De la Covid-19 y sus muertos
Ya he perdido el sentido de los días y, aunque el encierro me ha sido amable, no dejo de tener algunas angustias. Pienso en mi futuro, que sé será más difícil del que tenía planificado, y aunque no me preocupa mucho lo mío, sí me preocupa todo lo que nos espera para adelante.

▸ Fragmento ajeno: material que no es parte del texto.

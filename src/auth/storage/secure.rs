//! OS secure store backend.
//!
//! Thin wrapper over the platform keychain: Keychain Services on iOS and
//! macOS, Credential Manager on Windows. Each [`StorageKey`] is one keyring
//! entry under the configured service name, so every write is atomic per key.
//!
//! The `keyring` API is blocking; calls run on tokio's blocking pool.

use async_trait::async_trait;
use keyring::Entry;
use rand::distributions::{Alphanumeric, DistString};
use tracing::debug;

use super::{CredentialBackend, StorageError};
use crate::auth::StorageKey;

const PROBE_ACCOUNT: &str = "__probe__";

/// Credential storage backed by the platform keychain.
#[derive(Clone, Debug)]
pub struct KeyringBackend {
    service: String,
}

impl KeyringBackend {
    /// Creates a backend storing entries under `service`.
    #[must_use]
    pub fn new(service: impl Into<String>) -> Self {
        Self {
            service: service.into(),
        }
    }

    /// Returns the keyring service name.
    #[must_use]
    pub fn service(&self) -> &str {
        &self.service
    }

    /// Checks that the platform store really persists values.
    ///
    /// Writes a random value, reads it back through a fresh entry and deletes
    /// it. Platforms without a native store only offer an in-process mock
    /// whose entries do not survive this round trip.
    pub async fn probe(&self) -> bool {
        let service = self.service.clone();
        let outcome = tokio::task::spawn_blocking(move || -> Result<bool, keyring::Error> {
            let value = Alphanumeric.sample_string(&mut rand::thread_rng(), 16);
            Entry::new(&service, PROBE_ACCOUNT)?.set_password(&value)?;
            let read_back = Entry::new(&service, PROBE_ACCOUNT)?.get_password();
            // Best effort; a leftover probe entry is harmless
            let _ = Entry::new(&service, PROBE_ACCOUNT).map(|e| e.delete_credential());
            Ok(read_back.is_ok_and(|v| v == value))
        })
        .await;

        match outcome {
            Ok(Ok(usable)) => usable,
            Ok(Err(e)) => {
                debug!(service = %self.service, error = %e, "Secure store probe failed");
                false
            }
            Err(e) => {
                debug!(service = %self.service, error = %e, "Secure store probe did not complete");
                false
            }
        }
    }

    async fn run<T, F>(&self, key: StorageKey, op: F) -> Result<T, String>
    where
        T: Send + 'static,
        F: FnOnce(Entry) -> Result<T, keyring::Error> + Send + 'static,
    {
        let service = self.service.clone();
        tokio::task::spawn_blocking(move || {
            let entry = Entry::new(&service, key.as_str()).map_err(|e| e.to_string())?;
            op(entry).map_err(|e| e.to_string())
        })
        .await
        .map_err(|e| e.to_string())?
    }
}

#[async_trait]
impl CredentialBackend for KeyringBackend {
    fn name(&self) -> &'static str {
        "keyring"
    }

    async fn read(&self, key: StorageKey) -> Result<Option<String>, StorageError> {
        debug!(service = %self.service, key = %key, "Reading secret from keychain");

        self.run(key, |entry| match entry.get_password() {
            Ok(value) => Ok(Some(value)),
            Err(keyring::Error::NoEntry) => Ok(None),
            Err(e) => Err(e),
        })
        .await
        .map_err(|reason| StorageError::ReadFailed { key, reason })
    }

    async fn write(&self, key: StorageKey, value: &str) -> Result<(), StorageError> {
        debug!(service = %self.service, key = %key, "Storing secret in keychain");

        let value = value.to_string();
        self.run(key, move |entry| entry.set_password(&value))
            .await
            .map_err(|reason| StorageError::WriteFailed { key, reason })
    }

    async fn delete(&self, key: StorageKey) -> Result<(), StorageError> {
        debug!(service = %self.service, key = %key, "Deleting secret from keychain");

        self.run(key, |entry| match entry.delete_credential() {
            Ok(()) | Err(keyring::Error::NoEntry) => Ok(()),
            Err(e) => Err(e),
        })
        .await
        .map_err(|reason| StorageError::DeleteFailed { key, reason })
    }
}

Tenemos que beber todavía el cáliz amargo cuando la epidemia verdaderamente irrumpa en nuestras vidas, cuando los hospitales se llenen, cuando los recimtos improvisados estén llenos de pacientes que no necesitan hospitalización, pero sí aislamiento, y luego, cuando todo pase, aparte de contar nuestros muertos (o de que nos cuenten a los muertos), habrá que empezar a tratar de recuperar lo poco que siempre hemos tenido. No será fácil, porque la desaceleración económica, al principio por lo menos, será en realidad un gran frenazo y a nosotros nos pescará sin cinturón de seguridad.
Nuestra situación puede ser vista como angustiante porque, pese a las ridículas propagandas del régimen anterior de ser el país que más crecía en la región y de haber reducido la pobreza en forma casi milagrosa, siempre supimos que ese crecimiento porcentual respecto a nuestra propia magra economía en realidad no significaba gran cosa, y que ese “desempobrecimiento” no era tal.
Sabíamos, además, que durante 14 años fuimos gobernados por un grupo de personas que despreciaba profundamente todo el concepto de salud, un presidente convencido de que canchas eran lo mismo que hospitales, y unos ministros de Salud que es difícil encontrar peores, aun haciendo un concurso internacional.
Pero hoy, ya bien entrada la segunda quincena de abril, cuando la cosa está con escenas dantescas en España y en Italia, la situación en Bolivia en realidad no nos puede hacer sentir tan desesperados. No hay que pecar de entusiastas y creer que estamos capeando el temporal, lo cierto es que posiblemente, simplemente se trate de que la ola está atrasándose, pero vale la pena mencionar algunos números.
Estamos conscientes de que en Bolivia las pruebas se están haciendo a cuentagotas y que sería mejor tener muchísimas más pruebas, pero lo cierto es que lo que nos puede dar una idea de la situación es el número de decesos que vamos acumulando: 32 víctimas de la Covid-19 significan 2,89 defunciones por cada millón de habitantes que tiene nuestro país.
Vale la pena hacer un par de comparaciones. Perú tiene más de nueve muertos por millón de habitantes, Chile más de seis, Argentina menos de cuatro, Uruguay menos de tres y Brasil alrededor de 11. Estados Unidos tiene 111 víctimas por cada millón de habitantes, Inglaterra 223, Francia 297, Italia 383, y España 434.
No, Bolivia no está en una situación que pueda espantarnos. Hay muchos países más débiles y más pobres que los países europeos mencionados, que tampoco tienen una morbilidad muy alta. Polonia, por ejemplo, tiene un poco más de nueve defunciones por millón de habitantes.
Ahora bien, considerando que los primeros casos ya han sido detectados hace más de un mes, podemos inferir que, dentro de todas las limitaciones que tenemos, se están haciendo bien las cosas, a menos que sólo creamos en la suerte.
Creo que las fuertes medidas de aislamiento social, que son recomendadas además por los que mejor manejan información, han dado hasta ahora un resultado positivo, y vale la pena continuarlas mientras se pueda, pero creo, además, que por esta situación el Gobierno merece un voto de confianza, independientemente de que, como se dijo más arriba, es posible que lo peor simplemente se haya atrasado…
No estar entre los países con más mortalidad en este proceso nos puede definitivamente aliviar, aunque sea por el momento.